Al todavía presidente de Bancaja, José Luís Olivas, le pregunté a finales del 2009 si las participaciones preferentes le parecían adecuadas para su clientela más fiel y conservadora. Se sintió sorprendido por la pregunta y, como era de esperar, señaló que las participaciones preferentes eran un magnífico producto que interesaban a toda su clientela. ¿Desconocía, de verdad, las características del producto o pretendía vender lo invendible? A la vista de la actitud mantenida más recientemente por Olivas en su enfrentamiento con Rodrigo Rato no me atrevo a dar una respuesta. ¿Ignorancia? ¿Engaño?

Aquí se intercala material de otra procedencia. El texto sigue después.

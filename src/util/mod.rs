//! Small utility helpers for config parsing, text layout, and time formatting.

pub mod config;

use unicode_width::{UnicodeWidthChar, UnicodeWidthStr};

/// What: Right-pad `s` with spaces to a display width of `width` columns.
///
/// Inputs:
/// - `s`: Text to pad.
/// - `width`: Target width in terminal columns.
///
/// Output:
/// - Padded string; text already at or beyond `width` is returned unchanged.
///
/// Details:
/// - Uses Unicode display width so wide glyphs are counted as two columns.
#[must_use]
pub fn pad_to_width(s: &str, width: usize) -> String {
    let w = UnicodeWidthStr::width(s);
    if w >= width {
        return s.to_string();
    }
    let mut out = String::with_capacity(s.len() + (width - w));
    out.push_str(s);
    out.extend(std::iter::repeat_n(' ', width - w));
    out
}

/// What: Truncate `s` so it fits in `max` terminal columns.
///
/// Inputs:
/// - `s`: Text to truncate.
/// - `max`: Maximum display width.
///
/// Output:
/// - `s` unchanged when it fits, otherwise a prefix ending in `…`.
#[must_use]
pub fn truncate_to_width(s: &str, max: usize) -> String {
    if UnicodeWidthStr::width(s) <= max {
        return s.to_string();
    }
    if max == 0 {
        return String::new();
    }
    let mut out = String::new();
    let mut used = 0usize;
    for ch in s.chars() {
        let cw = UnicodeWidthChar::width(ch).unwrap_or(0);
        if used + cw > max - 1 {
            break;
        }
        out.push(ch);
        used += cw;
    }
    out.push('…');
    out
}

/// Widest applet name among `names`, in terminal columns.
pub fn max_width<'a>(names: impl IntoIterator<Item = &'a str>) -> usize {
    names
        .into_iter()
        .map(UnicodeWidthStr::width)
        .max()
        .unwrap_or(0)
}

/// What: Format the current local time for log lines.
///
/// Output:
/// - Timestamp as `YYYY-MM-DD-T HH:MM:SS`.
pub fn log_timestamp() -> String {
    chrono::Local::now().format("%Y-%m-%d-T %H:%M:%S").to_string()
}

De lo que no cabe duda alguna es de que las dos grandes instituciones españolas que controlan los
mercados financieros,
la Comisión Nacional del Mercado de
Valores (CNMV) y el Banco de España, sabían muy bien de los riesgos de las participaciones
preferentes y los problemas que podría generar
su
comercialización masiva entre los ahorradores domésticos. Sin embargo su
actitud fue muy distinta.

La CNMV a través de su
Oficina de Atención al
Inversor
elaboró un folleto sobre participaciones
preferentes con el que se trataba de advertir a los pequeños ahorradores
de los riesgos de este producto. Realmente, el folleto no podía ser más
claro: "Tienen carácter perpetuo
y su rentabilidad, generalmente de carácter variable, no está
garantizada
...Se trata de un instrumento complejo y de
riesgo elevado que puede generar rentabilidad, pero también pérdidas en
el capital invertido..."  Por desgracia estos folletos (Fichas
del Inversor), escritas en un lenguaje muy comprensible no llegan a todos los ahorradores e
inversores
.

La CNMV, además, obligó a
algunas entidades a que incluyeran en su folleto de comercialización de
preferentes y subordinadas advertencias del tipo: "La remuneración efectiva de esta emisión
podría resultar inferior a la ofertada por otros productos semejantes".
El problema es que tal advertencia no fue leída por la
gran mayoría los ahorradores que suscribieron preferentes y subordinadas
porque, a casi todos, se les hacía firmar al mismo tiempo al menos tres
documentos: documento de reserva de inversión, contrato de compra,
documento de Mifid... sin darle tiempo para leer ninguno de
ellos.

El Banco de España fue siempre muy consciente
de la necesidad que tenían las entidades financieras de captar
capital. Y fue muy práctico en su
convencimiento de que el dinero que no captaran entre el ahorro
doméstico, era muy posible que tuviera que aportarlo el sector
público
. Ante esa situación, el Banco de España prefirió
mirar para otro lado. Al fin y al cabo el Banco de España no ha ocultado
nunca que su gran preocupación es velar por la solvencia y la solidez
de las entidades financieras y del sector financiero en general. Los
instrumentos que cada entidad utilice para lograr dicha solvencia
pertenecen a otro ámbito de preocupación.